[Python-Dev] iterators
M.-A. Lemburg
mal@lemburg.com
Mon, 21 Aug 2000 12:04:04 +0200
This is a multi-part message in MIME format.
--------------D181A42EF954A5F1E101C9DB
Content-Type: text/plain; charset=us-ascii
Content-Transfer-Encoding: 7bit
Guido van Rossum wrote:
>
> Paul Prescod wrote:
>
> > I don't think of iterators as indexing in terms of numbers. Otherwise I
> > could do this:
> >
> > >>> a={0:"zero",1:"one",2:"two",3:"three"}
> > >>> for i in a:
> > ... print i
> > ...
> >
> > So from a Python user's point of view, for-looping has nothing to do
> > with integers. From a Python class/module creator's point of view it
> > does have to do with integers. I wouldn't be either surprised nor
> > disappointed if that changed one day.
>
> Bingo!
>
> I've long had an idea for generalizing 'for' loops using iterators. This is
> more a Python 3000 thing, but I'll explain it here anyway because I think
> it's relevant. Perhaps this should become a PEP? (Maybe we should have a
> series of PEPs with numbers in the 3000 range for Py3k ideas?)
>
> The statement
>
> for <variable> in <object>: <block>
>
> should translate into this kind of pseudo-code:
>
> # variant 1
> __temp = <object>.newiterator()
> while 1:
> try: <variable> = __temp.next()
> except ExhaustedIterator: break
> <block>
>
> or perhaps (to avoid the relatively expensive exception handling):
>
> # variant 2
> __temp = <object>.newiterator()
> while 1:
> __flag, <variable = __temp.next()
> if not __flag: break
> <block>
>
> In variant 1, the next() method returns the next object or raises
> ExhaustedIterator. In variant 2, the next() method returns a tuple (<flag>,
> <variable>) where <flag> is 1 to indicate that <value> is valid or 0 to
> indicate that there are no more items available. I'm not crazy about the
> exception, but I'm even less crazy about the more complex next() return
> value (careful observers may have noticed that I'm rarely crazy about flag
> variables :-).
>
> Another argument for variant 1 is that variant 2 changes what <variable> is
> after the loop is exhausted, compared to current practice: currently, it
> keeps the last valid value assigned to it. Most likely, the next() method
> returns None when the sequence is exhausted. It doesn't make a lot of sense
> to require it to return the last item of the sequence -- there may not *be*
> a last item, if the sequence is empty, and not all sequences make it
> convenient to keep hanging on to the last item in the iterator, so it's best
> to specify that next() returns (0, None) when the sequence is exhausted.
>
> (It would be tempting to suggeste a variant 1a where instead of raising an
> exception, next() returns None when the sequence is exhausted, but this
> won't fly: you couldn't iterate over a list containing some items that are
> None.)
How about a third variant:
#3:
__iter = <object>.iterator()
while __iter:
<variable> = __iter.next()
<block>
This adds a slot call, but removes the malloc overhead introduced
by returning a tuple for every iteration (which is likely to be
a performance problem).
Another possibility would be using an iterator attribute
to get at the variable:
#4:
__iter = <object>.iterator()
while 1:
if not __iter.next():
break
<variable> = __iter.value
<block>
> Side note: I believe that the iterator approach could actually *speed up*
> iteration over lists compared to today's code. This is because currently the
> interation index is a Python integer object that is stored on the stack.

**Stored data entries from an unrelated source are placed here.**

//! Materializes the movie/actor many-to-many relationship.
//!
//! `Joined` resolves a whole batch with a single join query. `PerRow`
//! issues one query for each entity's join rows and then one query per
//! linked row. Both abort on the first read error.

use std::{collections::HashMap, str::FromStr};

use sea_orm::{ColumnTrait, ConnectionTrait, EntityTrait, QueryFilter};
use tracing::debug;

use crate::{
    entities::{actor, movie, movie_actor},
    error::{AppError, AppResult},
    models::{Actor, Movie},
};

#[derive(Clone, Copy, Debug, Default, Eq, PartialEq)]
pub enum LoadStrategy {
    #[default]
    Joined,
    PerRow,
}

impl FromStr for LoadStrategy {
    type Err = AppError;

    fn from_str(s: &str) -> Result<Self, Self::Err> {
        match s.trim().to_ascii_lowercase().as_str() {
            "" | "joined" => Ok(LoadStrategy::Joined),
            "per_row" | "per-row" => Ok(LoadStrategy::PerRow),
            other => Err(AppError::Validation(format!("unknown load strategy `{other}`"))),
        }
    }
}

pub async fn movies_with_actors<C: ConnectionTrait>(
    conn: &C,
    strategy: LoadStrategy,
    rows: Vec<movie::Model>,
) -> AppResult<Vec<Movie>> {
    let mut movies = rows.into_iter().map(Movie::from_model).collect::<AppResult<Vec<_>>>()?;

    match strategy {
        LoadStrategy::Joined => {
            let ids: Vec<i64> = movies.iter().map(|m| m.id).collect();
            let mut by_movie = actors_by_movie(conn, &ids).await?;
            for movie in &mut movies {
                movie.actors = by_movie.remove(&movie.id).unwrap_or_default();
            }
        },
        LoadStrategy::PerRow => {
            for movie in &mut movies {
                movie.actors = actors_of_movie(conn, movie.id).await?;
            }
        },
    }

    debug!(movies = movies.len(), strategy = ?strategy, "loaded movie actors");
    Ok(movies)
}

pub async fn movie_with_actors<C: ConnectionTrait>(
    conn: &C,
    strategy: LoadStrategy,
    row: movie::Model,
) -> AppResult<Movie> {
    let id = row.id;
    movies_with_actors(conn, strategy, vec![row])
        .await?
        .pop()
        .ok_or_else(|| AppError::not_found("movie", id))
}

pub async fn actors_with_movies<C: ConnectionTrait>(
    conn: &C,
    strategy: LoadStrategy,
    rows: Vec<actor::Model>,
) -> AppResult<Vec<Actor>> {
    let mut actors = rows.into_iter().map(Actor::from_model).collect::<AppResult<Vec<_>>>()?;

    match strategy {
        LoadStrategy::Joined => {
            let ids: Vec<i64> = actors.iter().map(|a| a.id).collect();
            let mut by_actor = movies_by_actor(conn, &ids).await?;
            for actor in &mut actors {
                actor.movies = by_actor.remove(&actor.id).unwrap_or_default();
            }
        },
        LoadStrategy::PerRow => {
            for actor in &mut actors {
                actor.movies = movies_of_actor(conn, actor.id).await?;
            }
        },
    }

    debug!(actors = actors.len(), strategy = ?strategy, "loaded actor movies");
    Ok(actors)
}

pub async fn actor_with_movies<C: ConnectionTrait>(
    conn: &C,
    strategy: LoadStrategy,
    row: actor::Model,
) -> AppResult<Actor> {
    let id = row.id;
    actors_with_movies(conn, strategy, vec![row])
        .await?
        .pop()
        .ok_or_else(|| AppError::not_found("actor", id))
}

async fn actors_by_movie<C: ConnectionTrait>(
    conn: &C,
    movie_ids: &[i64],
) -> AppResult<HashMap<i64, Vec<Actor>>> {
    let mut grouped: HashMap<i64, Vec<Actor>> = HashMap::new();
    if movie_ids.is_empty() {
        return Ok(grouped);
    }

    let rows = movie_actor::Entity::find()
        .filter(movie_actor::Column::MovieId.is_in(movie_ids.iter().copied()))
        .find_also_related(actor::Entity)
        .all(conn)
        .await?;

    for (link, row) in rows {
        let row = row.ok_or(AppError::DanglingAssociation {
            entity: "movie",
            owner_id: link.movie_id,
            missing_id: link.actor_id,
        })?;
        grouped.entry(link.movie_id).or_default().push(Actor::from_model(row)?);
    }
    Ok(grouped)
}

async fn movies_by_actor<C: ConnectionTrait>(
    conn: &C,
    actor_ids: &[i64],
) -> AppResult<HashMap<i64, Vec<Movie>>> {
    let mut grouped: HashMap<i64, Vec<Movie>> = HashMap::new();
    if actor_ids.is_empty() {
        return Ok(grouped);
    }

    let rows = movie_actor::Entity::find()
        .filter(movie_actor::Column::ActorId.is_in(actor_ids.iter().copied()))
        .find_also_related(movie::Entity)
        .all(conn)
        .await?;

    for (link, row) in rows {
        let row = row.ok_or(AppError::DanglingAssociation {
            entity: "actor",
            owner_id: link.actor_id,
            missing_id: link.movie_id,
        })?;
        grouped.entry(link.actor_id).or_default().push(Movie::from_model(row)?);
    }
    Ok(grouped)
}

async fn actors_of_movie<C: ConnectionTrait>(conn: &C, movie_id: i64) -> AppResult<Vec<Actor>> {
    let links = movie_actor::Entity::find()
        .filter(movie_actor::Column::MovieId.eq(movie_id))
        .all(conn)
        .await?;

    let mut actors = Vec::with_capacity(links.len());
    for link in links {
        let row = actor::Entity::find_by_id(link.actor_id).one(conn).await?.ok_or(
            AppError::DanglingAssociation {
                entity: "movie",
                owner_id: movie_id,
                missing_id: link.actor_id,
            },
        )?;
        actors.push(Actor::from_model(row)?);
    }
    Ok(actors)
}

async fn movies_of_actor<C: ConnectionTrait>(conn: &C, actor_id: i64) -> AppResult<Vec<Movie>> {
    let links = movie_actor::Entity::find()
        .filter(movie_actor::Column::ActorId.eq(actor_id))
        .all(conn)
        .await?;

    let mut movies = Vec::with_capacity(links.len());
    for link in links {
        let row = movie::Entity::find_by_id(link.movie_id).one(conn).await?.ok_or(
            AppError::DanglingAssociation {
                entity: "actor",
                owner_id: actor_id,
                missing_id: link.movie_id,
            },
        )?;
        movies.push(Movie::from_model(row)?);
    }
    Ok(movies)
}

> This means an integer add with overflow check, allocation, and deallocation
> on each iteration! But the iterator for lists (and other basic sequences)

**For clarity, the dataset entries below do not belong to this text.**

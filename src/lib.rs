pub mod config;
pub mod db;
pub mod entities;
pub mod error;
pub mod models;
pub mod query;
pub mod relations;
pub mod repository;
pub mod routes;
mod search;

use std::sync::Arc;

use axum::{Router, http::StatusCode, routing::get};
use tower_http::{
    cors::{Any, CorsLayer},
    timeout::TimeoutLayer,
    trace::TraceLayer,
};

use crate::{config::Config, repository::Repository};

#[derive(Clone)]
pub struct AppState {
    pub config: Arc<Config>,
    pub repo: Repository,
}

impl AppState {
    pub async fn connect(config: Config) -> error::AppResult<Self> {
        let db = db::connect_and_migrate(&config.database_url, config.db_max_connections).await?;
        let repo = Repository::new(db, config.db_timeout, config.load_strategy);
        Ok(Self { config: Arc::new(config), repo })
    }
}

pub fn router(state: Arc<AppState>) -> Router {
    let request_timeout = state.config.request_timeout;

    Router::new()
        .route("/actors", get(routes::list_actors).post(routes::create_actor))
        .route("/actors/search", get(routes::search_actors))
        .route(
            "/actors/{id}",
            get(routes::get_actor).put(routes::update_actor).delete(routes::delete_actor),
        )
        .route("/movies", get(routes::list_movies).post(routes::create_movie))
        .route("/movies/search", get(routes::search_movies))
        .route(
            "/movies/{id}",
            get(routes::get_movie).put(routes::update_movie).delete(routes::delete_movie),
        )
        .with_state(state)
        .layer(TimeoutLayer::with_status_code(StatusCode::INTERNAL_SERVER_ERROR, request_timeout))
        .layer(CorsLayer::new().allow_origin(Any).allow_headers(Any))
        .layer(TraceLayer::new_for_http())
}
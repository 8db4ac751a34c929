use axum::{
    Json,
    extract::rejection::{JsonRejection, PathRejection},
    http::StatusCode,
    response::{IntoResponse, Response},
};
use serde_json::json;

#[derive(Debug, thiserror::Error)]
pub enum AppError {
    #[error("invalid request body: {0}")]
    Decode(String),

    #[error("{0}")]
    Validation(String),

    #[error("{entity} {id} not found")]
    NotFound { entity: &'static str, id: i64 },

    #[error("{entity} {owner_id} references missing row {missing_id}")]
    DanglingAssociation { entity: &'static str, owner_id: i64, missing_id: i64 },

    #[error("stored date is not valid: {0}")]
    InvalidDate(#[from] jiff::Error),

    #[error("storage operation timed out")]
    Timeout,

    #[error(transparent)]
    Storage(#[from] sea_orm::DbErr),
}

impl AppError {
    pub fn not_found(entity: &'static str, id: i64) -> Self {
        Self::NotFound { entity, id }
    }

    pub fn status(&self) -> StatusCode {
        match self {
            AppError::Decode(_) | AppError::Validation(_) => StatusCode::BAD_REQUEST,
            AppError::NotFound { .. } => StatusCode::NOT_FOUND,
            AppError::DanglingAssociation { .. }
            | AppError::InvalidDate(_)
            | AppError::Timeout
            | AppError::Storage(_) => StatusCode::INTERNAL_SERVER_ERROR,
        }
    }
}

impl From<JsonRejection> for AppError {
    fn from(rejection: JsonRejection) -> Self {
        Self::Decode(rejection.body_text())
    }
}

impl From<PathRejection> for AppError {
    fn from(rejection: PathRejection) -> Self {
        Self::Validation(rejection.body_text())
    }
}

impl IntoResponse for AppError {
    fn into_response(self) -> Response {
        let status = self.status();
        // storage details stay in the logs
        let message = if status.is_server_error() {
            tracing::error!(error = %self, "request failed");
            "internal storage error".to_string()
        } else {
            self.to_string()
        };
        (status, Json(json!({ "error": message }))).into_response()
    }
}

pub type AppResult<T> = Result<T, AppError>;
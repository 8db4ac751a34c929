use std::sync::Arc;

use axum::{
    Json,
    extract::{Path, Query, State},
};
use axum_extra::extract::WithRejection;
use serde::Deserialize;

use crate::{
    AppState,
    error::{AppError, AppResult},
    models::{Actor, Movie, NewActor, NewMovie},
    query::{ActorQuery, MovieQuery},
};

type Body<T> = WithRejection<Json<T>, AppError>;
type Id = WithRejection<Path<i64>, AppError>;

#[derive(Debug, Default, Deserialize)]
pub struct ListMoviesParams {
    sort_by: Option<String>,
    sort_order: Option<String>,
    title: Option<String>,
    actor: Option<String>,
}

#[derive(Debug, Default, Deserialize)]
pub struct SearchMoviesParams {
    title: Option<String>,
    actor: Option<String>,
}

#[derive(Debug, Default, Deserialize)]
pub struct SearchActorsParams {
    name: Option<String>,
}

pub async fn create_actor(
    State(state): State<Arc<AppState>>,
    WithRejection(Json(input), _): Body<NewActor>,
) -> AppResult<Json<Actor>> {
    Ok(Json(state.repo.create_actor(&input).await?))
}

pub async fn get_actor(
    State(state): State<Arc<AppState>>,
    WithRejection(Path(id), _): Id,
) -> AppResult<Json<Actor>> {
    Ok(Json(state.repo.get_actor(id).await?))
}

pub async fn update_actor(
    State(state): State<Arc<AppState>>,
    WithRejection(Path(id), _): Id,
    WithRejection(Json(input), _): Body<NewActor>,
) -> AppResult<Json<Actor>> {
    Ok(Json(state.repo.update_actor(id, &input).await?))
}

pub async fn delete_actor(
    State(state): State<Arc<AppState>>,
    WithRejection(Path(id), _): Id,
) -> AppResult<()> {
    state.repo.delete_actor(id).await
}

pub async fn list_actors(State(state): State<Arc<AppState>>) -> AppResult<Json<Vec<Actor>>> {
    Ok(Json(state.repo.list_actors(&ActorQuery::default()).await?))
}

pub async fn search_actors(
    State(state): State<Arc<AppState>>,
    Query(q): Query<SearchActorsParams>,
) -> AppResult<Json<Vec<Actor>>> {
    Ok(Json(state.repo.search_actors(q.name.as_deref()).await?))
}

pub async fn create_movie(
    State(state): State<Arc<AppState>>,
    WithRejection(Json(input), _): Body<NewMovie>,
) -> AppResult<Json<Movie>> {
    Ok(Json(state.repo.create_movie(&input).await?))
}

pub async fn get_movie(
    State(state): State<Arc<AppState>>,
    WithRejection(Path(id), _): Id,
) -> AppResult<Json<Movie>> {
    Ok(Json(state.repo.get_movie(id).await?))
}

pub async fn update_movie(
    State(state): State<Arc<AppState>>,
    WithRejection(Path(id), _): Id,
    WithRejection(Json(input), _): Body<NewMovie>,
) -> AppResult<Json<Movie>> {
    Ok(Json(state.repo.update_movie(id, &input).await?))
}

pub async fn delete_movie(
    State(state): State<Arc<AppState>>,
    WithRejection(Path(id), _): Id,
) -> AppResult<()> {
    state.repo.delete_movie(id).await
}

pub async fn list_movies(
    State(state): State<Arc<AppState>>,
    Query(q): Query<ListMoviesParams>,
) -> AppResult<Json<Vec<Movie>>> {
    let query = MovieQuery::from_params(
        q.sort_by.as_deref(),
        q.sort_order.as_deref(),
        q.title.as_deref(),
        q.actor.as_deref(),
    )?;
    Ok(Json(state.repo.list_movies(&query).await?))
}

pub async fn search_movies(
    State(state): State<Arc<AppState>>,
    Query(q): Query<SearchMoviesParams>,
) -> AppResult<Json<Vec<Movie>>> {
    Ok(Json(state.repo.search_movies(q.title.as_deref(), q.actor.as_deref()).await?))
}
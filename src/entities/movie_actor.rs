use sea_orm::entity::prelude::*;

/// Join row pairing one movie with one actor. The pair is the primary key.
#[derive(Clone, Debug, PartialEq, Eq, DeriveEntityModel)]
#[sea_orm(table_name = "movie_actors")]
pub struct Model {
    #[sea_orm(primary_key, auto_increment = false)]
    pub movie_id: i64,
    #[sea_orm(primary_key, auto_increment = false)]
    pub actor_id: i64,
}

#[derive(Copy, Clone, Debug, EnumIter, DeriveRelation)]
pub enum Relation {
    #[sea_orm(
        belongs_to = "super::movie::Entity",
        from = "Column::MovieId",
        to = "super::movie::Column::Id",
        on_delete = "Cascade"
    )]
    Movie,
    #[sea_orm(
        belongs_to = "super::actor::Entity",
        from = "Column::ActorId",
        to = "super::actor::Column::Id",
        on_delete = "Cascade"
    )]
    Actor,
}

impl Related<super::movie::Entity> for Entity {
    fn to() -> RelationDef {
        Relation::Movie.def()
    }
}

impl Related<super::actor::Entity> for Entity {
    fn to() -> RelationDef {
        Relation::Actor.def()
    }
}

impl ActiveModelBehavior for ActiveModel {}
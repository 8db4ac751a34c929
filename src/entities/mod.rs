pub mod actor;
pub mod movie;
pub mod movie_actor;
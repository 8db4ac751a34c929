use std::time::Duration;

use migration::{Migrator, MigratorTrait};
use sea_orm::{
    ConnectOptions, Database, DatabaseConnection,
    sqlx::sqlite::{SqliteJournalMode, SqliteSynchronous},
};

use crate::error::AppResult;

pub async fn connect_and_migrate(
    database_url: &str,
    max_connections: u32,
) -> AppResult<DatabaseConnection> {
    let mut options = ConnectOptions::new(database_url);
    // every pooled connection to `:memory:` is a separate database
    let max_connections = if is_memory(database_url) { 1 } else { max_connections.max(1) };
    options
        .max_connections(max_connections)
        .acquire_timeout(Duration::from_secs(10))
        .sqlx_logging(false);
    if !is_memory(database_url) {
        // applied by sqlx to each connection as the pool opens it
        options.map_sqlx_sqlite_opts(|opts| {
            opts.journal_mode(SqliteJournalMode::Wal).synchronous(SqliteSynchronous::Normal)
        });
    }

    let db = Database::connect(options).await?;

    Migrator::up(&db, None).await?;
    tracing::debug!(max_connections, "database ready");
    Ok(db)
}

fn is_memory(database_url: &str) -> bool {
    database_url.contains(":memory:") || database_url.contains("mode=memory")
}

> could easily store the index as a C int! (As long as the sequence's length
> is stored in an int, the index can't overflow.)
You might want to check out the counterobject.c approach I used
to speed up the current for-loop in Python 1.5's ceval.c:
it's basically a mutable C integer which is used instead of
the current Python integer index.
The details can be found in my old patch:
http://starship.python.net/crew/lemburg/mxPython-1.5.patch.gz
> [Warning: thinking aloud ahead!]
>
> Once we have the concept of iterators, we could support explicit use of them
> as well. E.g. we could use a variant of the for statement to iterate over an
> existing iterator:
>
> for <variable> over <iterator>: <block>
>
> which would (assuming variant 1 above) translate to:
>
> while 1:
> try: <variable> = <iterator>.next()
> except ExhaustedIterator: break
> <block>
>
> This could be used in situations where you have a loop iterating over the
> first half of a sequence and a second loop that iterates over the remaining
> items:
>
> it = something.newiterator()
> for x over it:
> if time_to_start_second_loop(): break
> do_something()
> for x over it:
> do_something_else()
>
> Note that the second for loop doesn't reset the iterator -- it just picks up
> where the first one left off! (Detail: the x that caused the break in the
> first loop doesn't get dealt with in the second loop.)
>
> I like the iterator concept because it allows us to do things lazily. There
> are lots of other possibilities for iterators. E.g. mappings could have
> several iterator variants to loop over keys, values, or both, in sorted or
> hash-table order. Sequences could have an iterator for traversing them
> backwards, and a few other ones for iterating over their index set (cf.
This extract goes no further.